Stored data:
================

//! # Device Selection HTTP API
//!
//! ## Endpoints
//!
//! - `GET /health` - Health check (no token)
//! - `GET /selectables` - Legacy device selection
//! - `GET /v2/selectables` - Selection with criteria in `json`/`base64`
//! - `POST /v2/query/selectables` - Selection with criteria in the body
//! - `POST /device-group-helper` - Rate candidate devices for a group
//! - `POST /device-group-criteria` - Criteria a set of devices shares
//! - `GET /device-types` - Device types satisfying a filter
//! - `POST /invalidations` - Publish a catalog change

mod auth;
mod handlers;
mod middleware;
mod types;

pub use auth::{Token, bearer_auth_middleware, parse_bearer};
pub use middleware::{GlobalRateLimiter, create_rate_limiter};
pub use types::{
    ApiError, DeviceTypesQuery, ErrorResponse, GroupHelperQuery, HealthResponse,
    InvalidationResponse, LegacySelectablesQuery, SelectablesQuery, decode_criteria, split_list,
};

use crate::cache::Cache;
use crate::catalog::Catalog;
use crate::config::Config;
use crate::engine::Engine;
use crate::invalidation::{InvalidationBus, spawn_listener};
use crate::upstream::Upstream;
use crate::upstream::http::{
    HttpClient, HttpDeviceRepository, HttpImportRepository, HttpPermissionOracle,
};
use axum::{
    Router,
    http::{HeaderValue, Method, header},
    middleware as axum_middleware,
    routing::{get, post},
};
use std::sync::Arc;
use thiserror::Error;
use tower_http::cors::CorsLayer;
use tower_http::trace::TraceLayer;

#[derive(Debug, Error)]
pub enum ServerError {
    #[error("invalid configuration: {0}")]
    Config(#[from] crate::config::ConfigError),

    #[error("cannot build HTTP client: {0}")]
    Client(#[from] reqwest::Error),

    #[error("bind failed on {addr}: {source}")]
    Bind {
        addr: String,
        source: std::io::Error,
    },

    #[error("server error: {0}")]
    Serve(std::io::Error),
}

// =============================================================================
// SERVER STATE
// =============================================================================

/// Shared server state.
#[derive(Clone)]
pub struct AppState {
    pub engine: Arc<Engine>,
    pub bus: InvalidationBus,
    /// Required by `POST /invalidations` when set.
    pub invalidation_token: Option<Arc<str>>,
}

impl AppState {
    /// Wire cache, catalog and engine over `upstream`, and start the
    /// invalidation listener. Must run inside a tokio runtime.
    pub fn start(upstream: Upstream, config: &Config) -> Result<Self, ServerError> {
        let cache = Cache::new(config.cache_config()?);
        let catalog = Arc::new(Catalog::new(
            upstream,
            cache,
            config.max_parallel_upstream,
        ));
        let bus = InvalidationBus::new();
        spawn_listener(Arc::clone(&catalog), bus.subscribe());
        let engine = Engine::new(
            catalog,
            config.request_timeout(),
            config.max_parallel_upstream,
        );
        Ok(Self {
            engine: Arc::new(engine),
            bus,
            invalidation_token: (!config.invalidation_token.is_empty())
                .then(|| Arc::from(config.invalidation_token.as_str())),
        })
    }
}

/// HTTP upstream clients for the configured service URLs.
pub fn http_upstream(config: &Config) -> Result<Upstream, ServerError> {
    let http = reqwest::Client::builder()
        .pool_max_idle_per_host(config.max_parallel_upstream)
        .build()?;
    let client = |url: &str| HttpClient::new(http.clone(), url);
    Ok(Upstream {
        devices: Arc::new(HttpDeviceRepository::new(client(&config.device_repo_url))),
        permissions: Arc::new(HttpPermissionOracle::new(client(&config.perm_search_url))),
        imports: Arc::new(HttpImportRepository::new(
            client(&config.import_repo_url),
            client(&config.import_deploy_url),
        )),
    })
}

// =============================================================================
// CORS CONFIGURATION
// =============================================================================

/// Build the CORS layer from the configured origins.
///
/// - `["*"]`: any origin
/// - empty: localhost only
/// - otherwise: the listed origins
fn build_cors_layer(origins: &[String]) -> CorsLayer {
    if origins.iter().any(|o| o == "*") {
        tracing::warn!("CORS: Allowing ALL origins. This is insecure for production!");
        return CorsLayer::permissive();
    }

    let allowed: Vec<HeaderValue> = origins
        .iter()
        .filter_map(|o| match o.trim().parse::<HeaderValue>() {
            Ok(hv) => {
                tracing::info!("CORS: Allowing origin: {}", o);
                Some(hv)
            }
            Err(e) => {
                tracing::warn!("CORS: Invalid origin '{}': {}", o, e);
                None
            }
        })
        .collect();

    if allowed.is_empty() {
        tracing::info!("CORS: No valid origins configured, defaulting to localhost only");
        return build_localhost_cors();
    }
    CorsLayer::new()
        .allow_origin(allowed)
        .allow_methods([Method::GET, Method::POST, Method::OPTIONS])
        .allow_headers([header::CONTENT_TYPE, header::AUTHORIZATION])
}

/// Build a restrictive CORS layer that only allows localhost origins.
fn build_localhost_cors() -> CorsLayer {
    let origins: Vec<HeaderValue> = [
        "http://localhost:3000",
        "http://localhost:8080",
        "http://127.0.0.1:3000",
        "http://127.0.0.1:8080",
    ]
    .iter()
    .filter_map(|o| o.parse::<HeaderValue>().ok())
    .collect();

    CorsLayer::new()
        .allow_origin(origins)
        .allow_methods([Method::GET, Method::POST, Method::OPTIONS])
        .allow_headers([header::CONTENT_TYPE, header::AUTHORIZATION])
}

// =============================================================================
// ROUTER CREATION
// =============================================================================

/// Create the axum router with all endpoints and middleware.
///
/// Middleware stack (outer to inner):
/// 1. Tracing
/// 2. CORS
/// 3. Body limit (2 MiB)
/// 4. Rate limiting (if `rate_limit > 0`)
/// 5. Bearer token
pub fn create_router(state: AppState, config: &Config) -> Router {
    let cors = build_cors_layer(&config.cors_origins);

    let mut router = Router::new()
        .route("/health", get(handlers::health_handler))
        .route("/selectables", get(handlers::legacy_selectables_handler))
        .route("/v2/selectables", get(handlers::selectables_handler))
        .route("/v2/query/selectables", post(handlers::query_selectables_handler))
        .route("/device-group-helper", post(handlers::group_helper_handler))
        .route("/device-group-criteria", post(handlers::group_criteria_handler))
        .route("/device-types", get(handlers::device_types_handler))
        .route("/invalidations", post(handlers::invalidation_handler))
        .layer(axum_middleware::from_fn(auth::bearer_auth_middleware));

    if config.rate_limit > 0 {
        tracing::info!("Rate limiting enabled: {} requests/second", config.rate_limit);
        router = router.layer(axum_middleware::from_fn_with_state(
            create_rate_limiter(config.rate_limit),
            middleware::rate_limit_middleware,
        ));
    } else {
        tracing::info!("Rate limiting disabled");
    }

    router
        .layer(axum::extract::DefaultBodyLimit::max(2 * 1024 * 1024))
        .layer(cors)
        .layer(TraceLayer::new_for_http())
        .with_state(state)
}

// =============================================================================
// SERVER STARTUP
// =============================================================================

/// Serve until Ctrl-C.
pub async fn run_server(config: &Config) -> Result<(), ServerError> {
    let state = AppState::start(http_upstream(config)?, config)?;
    let router = create_router(state, config);

    let addr = format!("0.0.0.0:{}", config.api_port);
    let listener = tokio::net::TcpListener::bind(&addr)
        .await
        .map_err(|source| ServerError::Bind {
            addr: addr.clone(),
            source,
        })?;

    tracing::info!("Device selection listening on {}", addr);

    axum::serve(listener, router)
        .with_graceful_shutdown(async {
            match tokio::signal::ctrl_c().await {
                Ok(()) => tracing::info!("Shutdown requested"),
                Err(e) => {
                    tracing::warn!("Cannot listen for Ctrl-C: {}", e);
                    std::future::pending::<()>().await;
                }
            }
        })
        .await
        .map_err(ServerError::Serve)
}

================

> **Work request**:
This exercise requires all the entries to be written out again exactly.

> **Task answer**:
//! # Device Selection HTTP API
//!
//! ## Endpoints
//!
//! - `GET /health` - Health check (no token)
//! - `GET /selectables` - Legacy device selection
//! - `GET /v2/selectables` - Selection with criteria in `json`/`base64`
//! - `POST /v2/query/selectables` - Selection with criteria in the body
//! - `POST /device-group-helper` - Rate candidate devices for a group
//! - `POST /device-group-criteria` - Criteria a set of devices shares
//! - `GET /device-types` - Device types satisfying a filter
//! - `POST /invalidations` - Publish a catalog change

mod auth;
mod handlers;
mod middleware;
mod types;

pub use auth::{Token, bearer_auth_middleware, parse_bearer};
pub use middleware::{GlobalRateLimiter, create_rate_limiter};
pub use types::{
    ApiError, DeviceTypesQuery, ErrorResponse, GroupHelperQuery, HealthResponse,
    InvalidationResponse, LegacySelectablesQuery, SelectablesQuery, decode_criteria, split_list,
};

use crate::cache::Cache;
use crate::catalog::Catalog;
use crate::config::Config;
use crate::engine::Engine;
use crate::invalidation::{InvalidationBus, spawn_listener};
use crate::upstream::Upstream;
use crate::upstream::http::{
    HttpClient, HttpDeviceRepository, HttpImportRepository, HttpPermissionOracle,
};
use axum::{
    Router,
    http::{HeaderValue, Method, header},
    middleware as axum_middleware,
    routing::{get, post},
};
use std::sync::Arc;
use thiserror::Error;
use tower_http::cors::CorsLayer;
use tower_http::trace::TraceLayer;

#[derive(Debug, Error)]
pub enum ServerError {
    #[error("invalid configuration: {0}")]
    Config(#[from] crate::config::ConfigError),

    #[error("cannot build HTTP client: {0}")]
    Client(#[from] reqwest::Error),

    #[error("bind failed on {addr}: {source}")]
    Bind {
        addr: String,
        source: std::io::Error,
    },

    #[error("server error: {0}")]
    Serve(std::io::Error),
}

// =============================================================================
// SERVER STATE
// =============================================================================

/// Shared server state.
#[derive(Clone)]
pub struct AppState {
    pub engine: Arc<Engine>,
    pub bus: InvalidationBus,
    /// Required by `POST /invalidations` when set.
    pub invalidation_token: Option<Arc<str>>,
}

impl AppState {
    /// Wire cache, catalog and engine over `upstream`, and start the
    /// invalidation listener. Must run inside a tokio runtime.
    pub fn start(upstream: Upstream, config: &Config) -> Result<Self, ServerError> {
        let cache = Cache::new(config.cache_config()?);
        let catalog = Arc::new(Catalog::new(
            upstream,
            cache,
            config.max_parallel_upstream,
        ));
        let bus = InvalidationBus::new();
        spawn_listener(Arc::clone(&catalog), bus.subscribe());
        let engine = Engine::new(
            catalog,
            config.request_timeout(),
            config.max_parallel_upstream,
        );
        Ok(Self {
            engine: Arc::new(engine),
            bus,
            invalidation_token: (!config.invalidation_token.is_empty())
                .then(|| Arc::from(config.invalidation_token.as_str())),
        })
    }
}

/// HTTP upstream clients for the configured service URLs.
pub fn http_upstream(config: &Config) -> Result<Upstream, ServerError> {
    let http = reqwest::Client::builder()
        .pool_max_idle_per_host(config.max_parallel_upstream)
        .build()?;
    let client = |url: &str| HttpClient::new(http.clone(), url);
    Ok(Upstream {
        devices: Arc::new(HttpDeviceRepository::new(client(&config.device_repo_url))),
        permissions: Arc::new(HttpPermissionOracle::new(client(&config.perm_search_url))),
        imports: Arc::new(HttpImportRepository::new(
            client(&config.import_repo_url),
            client(&config.import_deploy_url),
        )),
    })
}

// =============================================================================
// CORS CONFIGURATION
// =============================================================================

/// Build the CORS layer from the configured origins.
///
/// - `["*"]`: any origin
/// - empty: localhost only
/// - otherwise: the listed origins
fn build_cors_layer(origins: &[String]) -> CorsLayer {
    if origins.iter().any(|o| o == "*") {
        tracing::warn!("CORS: Allowing ALL origins. This is insecure for production!");
        return CorsLayer::permissive();
    }

    let allowed: Vec<HeaderValue> = origins
        .iter()
        .filter_map(|o| match o.trim().parse::<HeaderValue>() {
            Ok(hv) => {
                tracing::info!("CORS: Allowing origin: {}", o);
                Some(hv)
            }
            Err(e) => {
                tracing::warn!("CORS: Invalid origin '{}': {}", o, e);
                None
            }
        })
        .collect();

    if allowed.is_empty() {
        tracing::info!("CORS: No valid origins configured, defaulting to localhost only");
        return build_localhost_cors();
    }
    CorsLayer::new()
        .allow_origin(allowed)
        .allow_methods([Method::GET, Method::POST, Method::OPTIONS])
        .allow_headers([header::CONTENT_TYPE, header::AUTHORIZATION])
}

/// Build a restrictive CORS layer that only allows localhost origins.
fn build_localhost_cors() -> CorsLayer {
    let origins: Vec<HeaderValue> = [
        "http://localhost:3000",
        "http://localhost:8080",
        "http://127.0.0.1:3000",
        "http://127.0.0.1:8080",
    ]
    .iter()
    .filter_map(|o| o.parse::<HeaderValue>().ok())
    .collect();

    CorsLayer::new()
        .allow_origin(origins)
        .allow_methods([Method::GET, Method::POST, Method::OPTIONS])
        .allow_headers([header::CONTENT_TYPE, header::AUTHORIZATION])
}

// =============================================================================
// ROUTER CREATION
// =============================================================================

/// Create the axum router with all endpoints and middleware.
///
/// Middleware stack (outer to inner):
/// 1. Tracing
/// 2. CORS
/// 3. Body limit (2 MiB)
/// 4. Rate limiting (if `rate_limit > 0`)
/// 5. Bearer token
pub fn create_router(state: AppState, config: &Config) -> Router {
    let cors = build_cors_layer(&config.cors_origins);

    let mut router = Router::new()
        .route("/health", get(handlers::health_handler))
        .route("/selectables", get(handlers::legacy_selectables_handler))
        .route("/v2/selectables", get(handlers::selectables_handler))
        .route("/v2/query/selectables", post(handlers::query_selectables_handler))
        .route("/device-group-helper", post(handlers::group_helper_handler))
        .route("/device-group-criteria", post(handlers::group_criteria_handler))
        .route("/device-types", get(handlers::device_types_handler))
        .route("/invalidations", post(handlers::invalidation_handler))
        .layer(axum_middleware::from_fn(auth::bearer_auth_middleware));

    if config.rate_limit > 0 {
        tracing::info!("Rate limiting enabled: {} requests/second", config.rate_limit);
        router = router.layer(axum_middleware::from_fn_with_state(
            create_rate_limiter(config.rate_limit),
            middleware::rate_limit_middleware,
        ));
    } else {
        tracing::info!("Rate limiting disabled");
    }

    router
        .layer(axum::extract::DefaultBodyLimit::max(2 * 1024 * 1024))
        .layer(cors)
        .layer(TraceLayer::new_for_http())
        .with_state(state)
}

// =============================================================================
// SERVER STARTUP
// =============================================================================

/// Serve until Ctrl-C.
pub async fn run_server(config: &Config) -> Result<(), ServerError> {
    let state = AppState::start(http_upstream(config)?, config)?;
    let router = create_router(state, config);

    let addr = format!("0.0.0.0:{}", config.api_port);
    let listener = tokio::net::TcpListener::bind(&addr)
        .await
        .map_err(|source| ServerError::Bind {
            addr: addr.clone(),
            source,
        })?;

    tracing::info!("Device selection listening on {}", addr);

    axum::serve(listener, router)
        .with_graceful_shutdown(async {
            match tokio::signal::ctrl_c().await {
                Ok(()) => tracing::info!("Shutdown requested"),
                Err(e) => {
                    tracing::warn!("Cannot listen for Ctrl-C: {}", e);
                    std::future::pending::<()>().await;
                }
            }
        })
        .await
        .map_err(ServerError::Serve)
}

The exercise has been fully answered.